Pakistan's most important ally, the United States, criticized Musharraf, but indicated it was not planning to cut any of the billions of dollars it gives the country in military funding.
Both Defense Secretary Robert Gates and Secretary of State Condoleezza Rice suggested the Bush administration does not want to disrupt its partnership with Pakistan in fighting al-Qaida and other militants -- a relationship that dates back to the Sept. 11 attacks.
"We are reviewing all of our assistance programs, although we are mindful not to do anything that would undermine ongoing counterterrorism efforts," Gates said.
The Netherlands froze almost all of its millions in aid in hopes of pressuring Musharraf to restore democratic and constitutional guarantees and confirm intentions to hold parliamentary elections in January, Foreign Ministry spokesman Francesco Mascini said.
Musharraf has made a "dramatic power grab that's bad for democracy, the people and the development of Pakistan," Dutch Deputy Foreign Minister Bert Koenders told Dutch NOS news.
Musharraf's government suspended the constitution Saturday and has since arrested more than 1,500 people, including opposition leaders, lawyers and human rights activists. The government has said parliamentary elections could be delayed up to a year. The state of emergency came before an expected Supreme Court ruling on whether Musharraf's recent re-election as president was legal.
The U.N.'s top rights official, Louise Arbour, urged Pakistan not to detain individuals "for the peaceful exercise of their political beliefs," her spokesman Jose Diaz said.
Among those detained was Asma Jahangir, a U.N.-appointed expert on religious freedom and chairman of the independent Human Rights Commission of Pakistan.

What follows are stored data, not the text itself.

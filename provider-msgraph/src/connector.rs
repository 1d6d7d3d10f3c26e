//! Microsoft Graph connector
//!
//! Users come from `/v1.0/users`, devices from Intune's
//! `/v1.0/deviceManagement/managedDevices`. Every request carries a bearer
//! token from the [`TokenCache`].

use async_trait::async_trait;
use bridge_traits::http::{HttpClient, RetryPolicy};
use bridge_traits::time::Clock;
use core_connector::{
    ApiError, Connector, Credentials, HealthCheckResult, PageExtractor, RequestClient,
    RequestOptions, Result,
};
use core_directory::{ApiConnectionConfig, ProviderKind};
use serde::de::DeserializeOwned;
use serde_json::Value;
use std::sync::Arc;
use tracing::{info, instrument, warn};

use crate::auth::{GraphCredentials, TokenCache};
use crate::types::{Collection, GraphUser, ManagedDevice, Organization};

/// Maximum results per page (Graph limit for users)
const MAX_PAGE_SIZE: u32 = 999;

const USER_FIELDS: &str = "id,userPrincipalName,displayName,givenName,surname,mail,jobTitle,department,officeLocation,manager,accountEnabled,createdDateTime,lastSignInDateTime,userType";

const DEVICE_FIELDS: &str = "id,deviceName,operatingSystem,osVersion,deviceType,complianceState,lastSyncDateTime,enrolledDateTime,userPrincipalName,model,manufacturer";

/// Graph collections live under `value`; `@odata.nextLink` is found by the
/// default next-page lookup.
struct GraphPages;

impl PageExtractor for GraphPages {
    fn records(&self, body: &Value) -> Vec<Value> {
        body.get("value")
            .and_then(Value::as_array)
            .cloned()
            .unwrap_or_default()
    }
}

/// Microsoft Graph (Azure AD / Intune) connector
pub struct MsGraphConnector {
    provider: ProviderKind,
    client: RequestClient,
    tokens: TokenCache,
}

impl MsGraphConnector {
    pub fn new(provider: ProviderKind, client: RequestClient, tokens: TokenCache) -> Self {
        Self {
            provider,
            client,
            tokens,
        }
    }

    /// # Errors
    ///
    /// Returns `ApiError::Credentials` when `tenant_id`, `client_id` or
    /// `client_secret` is missing.
    pub fn from_connection(
        connection: &ApiConnectionConfig,
        credentials: &Credentials,
        http: Arc<dyn HttpClient>,
        policy: RetryPolicy,
        clock: Arc<dyn Clock>,
    ) -> Result<Self> {
        let graph_credentials = GraphCredentials::from_credentials(credentials)?;
        let tokens = TokenCache::new(graph_credentials, Arc::clone(&http), policy.clone(), Arc::clone(&clock))?;
        let client = RequestClient::for_connection(connection, http, policy)?
            .with_clock(clock)
            .with_default_header("Accept", "application/json")
            .with_default_header("ConsistencyLevel", "eventual");

        Ok(Self::new(connection.provider, client, tokens))
    }

    /// Cap on pages followed per listing.
    pub fn with_max_pages(mut self, max_pages: usize) -> Self {
        self.client = self.client.with_max_pages(max_pages);
        self
    }

    async fn authorized(&self, options: RequestOptions) -> Result<RequestOptions> {
        let token = self.tokens.get_token().await?;
        Ok(options.bearer_token(token))
    }

    /// Walk a Graph collection and convert each entry with `standardize`.
    async fn collect<T, F>(&self, path: &str, select: &str, standardize: F) -> Result<Vec<Value>>
    where
        T: DeserializeOwned,
        F: Fn(&T) -> Value,
    {
        let options = self
            .authorized(
                RequestOptions::new()
                    .query("$select", select)
                    .query("$top", MAX_PAGE_SIZE.to_string()),
            )
            .await?;

        let raw = match self.client.collect_pages(path, options, &GraphPages).await {
            Ok(raw) => raw,
            Err(e) => {
                if e.is_authentication() {
                    self.tokens.invalidate().await;
                }
                return Err(e);
            }
        };

        Ok(raw
            .into_iter()
            .filter_map(|record| match serde_json::from_value::<T>(record) {
                Ok(item) => Some(standardize(&item)),
                Err(e) => {
                    warn!(error = %e, path, "Skipping malformed Graph record");
                    None
                }
            })
            .collect())
    }

    async fn probe(&self) -> Result<Organization> {
        let options = self.authorized(RequestOptions::new()).await?;
        let organizations: Collection<Organization> =
            self.client.get_json("/v1.0/organization", options).await?;
        organizations
            .value
            .into_iter()
            .next()
            .ok_or_else(|| ApiError::Parse("organization list is empty".to_string()))
    }
}

#[async_trait]
impl Connector for MsGraphConnector {
    fn provider(&self) -> ProviderKind {
        self.provider
    }

    #[instrument(skip(self), fields(source = %self.client.source_name()))]
    async fn test_connection(&self) -> Result<HealthCheckResult> {
        match self.probe().await {
            Ok(organization) => {
                info!("Microsoft Graph connection verified");
                Ok(HealthCheckResult::success("Microsoft Graph connection successful")
                    .with_detail(
                        "display_name",
                        organization.display_name.as_deref().unwrap_or("Unknown"),
                    )
                    .with_detail("tenant_id", self.tokens.tenant_id())
                    .with_detail("verified_domains", organization.verified_domains.len()))
            }
            Err(e) => {
                warn!(error = %e, "Microsoft Graph connection test failed");
                Ok(HealthCheckResult::failure(format!("Connection failed: {}", e)))
            }
        }
    }

    #[instrument(skip(self), fields(source = %self.client.source_name()))]
    async fn fetch_users(&self) -> Result<Vec<Value>> {
        let users = self
            .collect("/v1.0/users", USER_FIELDS, GraphUser::standardize)
            .await?;
        info!("Successfully retrieved {} users from Microsoft Graph", users.len());
        Ok(users)
    }

    #[instrument(skip(self), fields(source = %self.client.source_name()))]
    async fn fetch_devices(&self) -> Result<Vec<Value>> {
        let devices = self
            .collect(
                "/v1.0/deviceManagement/managedDevices",
                DEVICE_FIELDS,
                ManagedDevice::standardize,
            )
            .await?;
        info!("Successfully retrieved {} devices from Microsoft Graph", devices.len());
        Ok(devices)
    }
}

#[cfg(test)]
mod tests {
    use super::*;
    use bridge_traits::error::Result as BridgeResult;
    use bridge_traits::http::{HttpRequest, HttpResponse};
    use bridge_traits::time::FixedClock;
    use mockall::mock;

    mock! {
        HttpClient {}

        #[async_trait]
        impl HttpClient for HttpClient {
            async fn execute(&self, request: HttpRequest) -> BridgeResult<HttpResponse>;
        }
    }

    const TOKEN_URL: &str = "https://login.microsoftonline.com/contoso/oauth2/v2.0/token";

    fn connection() -> ApiConnectionConfig {
        ApiConnectionConfig::new("Azure AD", ProviderKind::AzureAd, "https://graph.microsoft.com", 0)
    }

    fn credentials() -> Credentials {
        Credentials::from_pairs([
            ("tenant_id", "contoso"),
            ("client_id", "app-1"),
            ("client_secret", "secret"),
        ])
    }

    /// Mock answering the token endpoint and delegating Graph calls to `graph`.
    fn mock_with<F>(graph: F) -> MockHttpClient
    where
        F: Fn(&HttpRequest) -> HttpResponse + Send + 'static,
    {
        let mut mock_http = MockHttpClient::new();
        mock_http.expect_execute().returning(move |req| {
            if req.url == TOKEN_URL {
                return Ok(HttpResponse::new(
                    200,
                    r#"{"access_token": "graph-token", "expires_in": 3600}"#,
                ));
            }
            assert_eq!(
                req.headers.get("Authorization").map(String::as_str),
                Some("Bearer graph-token")
            );
            Ok(graph(&req))
        });
        mock_http
    }

    fn connector(mock: MockHttpClient) -> MsGraphConnector {
        MsGraphConnector::from_connection(
            &connection(),
            &credentials(),
            Arc::new(mock),
            RetryPolicy::default(),
            Arc::new(FixedClock::at_unix(1_700_000_000)),
        )
        .unwrap()
    }

    #[test]
    fn test_missing_credentials() {
        let result = MsGraphConnector::from_connection(
            &connection(),
            &Credentials::from_pairs([("tenant_id", "contoso")]),
            Arc::new(MockHttpClient::new()),
            RetryPolicy::default(),
            Arc::new(FixedClock::at_unix(0)),
        );

        match result {
            Err(ApiError::Credentials(message)) => {
                assert_eq!(message, "Microsoft Graph credential 'client_id' not found")
            }
            other => panic!("unexpected result: {:?}", other.map(|_| ())),
        }
    }

    #[tokio::test]
    async fn test_connection_reports_tenant() {
        let mock_http = mock_with(|req| {
            assert_eq!(req.url, "https://graph.microsoft.com/v1.0/organization");
            HttpResponse::new(
                200,
                r#"{"value": [{"displayName": "Contoso", "verifiedDomains": [{"name": "contoso.com"}, {"name": "contoso.onmicrosoft.com"}]}]}"#,
            )
        });

        let result = connector(mock_http).test_connection().await.unwrap();

        assert!(result.success);
        assert_eq!(result.message, "Microsoft Graph connection successful");
        assert_eq!(result.details["display_name"], "Contoso");
        assert_eq!(result.details["tenant_id"], "contoso");
        assert_eq!(result.details["verified_domains"], 2);
    }

    #[tokio::test]
    async fn test_connection_token_failure() {
        let mut mock_http = MockHttpClient::new();
        mock_http
            .expect_execute()
            .times(1)
            .returning(|_| Ok(HttpResponse::new(400, "invalid_client")));

        let result = connector(mock_http).test_connection().await.unwrap();

        assert!(!result.success);
        assert_eq!(
            result.message,
            "Connection failed: Authentication failed: Token acquisition failed: HTTP 400: invalid_client"
        );
    }

    #[tokio::test]
    async fn test_fetch_users_follows_next_link() {
        let mock_http = mock_with(|req| {
            if req.url.contains("skiptoken") {
                HttpResponse::new(
                    200,
                    r#"{"value": [{"userPrincipalName": "c@contoso.com", "displayName": "Cee", "accountEnabled": false}]}"#,
                )
            } else {
                assert!(req.url.starts_with("https://graph.microsoft.com/v1.0/users?"));
                assert!(req.url.contains("%24top=999"));
                assert!(req.url.contains("%24select="));
                HttpResponse::new(
                    200,
                    r#"{
                        "value": [
                            {"mail": "a@contoso.com", "displayName": "Ay", "department": "Finance"},
                            {"userPrincipalName": "b@contoso.com", "displayName": "Bee"}
                        ],
                        "@odata.nextLink": "https://graph.microsoft.com/v1.0/users?$skiptoken=X1"
                    }"#,
                )
            }
        });

        let users = connector(mock_http).fetch_users().await.unwrap();

        assert_eq!(users.len(), 3);
        assert_eq!(users[0]["email"], "a@contoso.com");
        assert_eq!(users[0]["department"], "Finance");
        assert_eq!(users[1]["email"], "b@contoso.com");
        assert_eq!(users[2]["accountEnabled"], false);
        assert_eq!(users[2]["source_system"], "Microsoft Graph");
    }

    #[tokio::test]
    async fn test_fetch_managed_devices() {
        let mock_http = mock_with(|req| {
            assert!(req
                .url
                .starts_with("https://graph.microsoft.com/v1.0/deviceManagement/managedDevices?"));
            HttpResponse::new(
                200,
                r#"{"value": [
                    {"deviceName": "LAPTOP-A", "complianceState": "compliant", "userPrincipalName": "a@contoso.com"},
                    {"deviceName": "LAPTOP-B", "complianceState": "noncompliant"}
                ]}"#,
            )
        });

        let devices = connector(mock_http).fetch_devices().await.unwrap();

        assert_eq!(devices.len(), 2);
        assert_eq!(devices[0]["name"], "LAPTOP-A");
        assert_eq!(devices[0]["compliant"], true);
        assert_eq!(devices[0]["user_principal_name"], "a@contoso.com");
        assert_eq!(devices[1]["compliant"], false);
    }
}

The Geneva-based International Commission of Jurists said Jahangir was put under house arrest for 90-days to prevent her making "inflammatory speeches."
Rice called again on Musharraf, who also is the military chief of staff, to sever his affiliation with the army and restore civilian rule.
"I want to be very clear. We believe that the best path for Pakistan is to quickly return to a constitutional path and then to hold elections," Rice said while visiting the West Bank.
Britain said it was reviewing aid programs but was now committed to providing $493 million in aid to Pakistan over three years.
"We do keep these things under review but the key thing is that we would like to see confirmation that elections will be held on schedule in January and we do want to see the restoration of normal democratic and constitutional processes," said Michael Ellam, a spokesman for Prime Minister Gordon Brown.
German Development Ministry spokesman Markus Weidling said his country would reconsider funding for some projects in areas such as energy development, but others aimed at "the advancement of civil society, particularly women and children, will be supported in future as well, without limitation."
The Netherlands does not give direct aid to the Pakistani government, but programs for water, environmental management and education, which are overseen by the government, will be halted immediately, spokesman Mascini said.
He said the government would suspend the remainder of the $22 million that had yet to be paid this year. Most of the funds already have been transferred.
Mascini said the Netherlands also would freeze $58 million in aid it planned to give Pakistan next year, mostly for educational and environmental purposes.
However, the Dutch would continue to pay a small amount, less than $7.2 million, earmarked for local development organizations for "human rights and democratization," he said.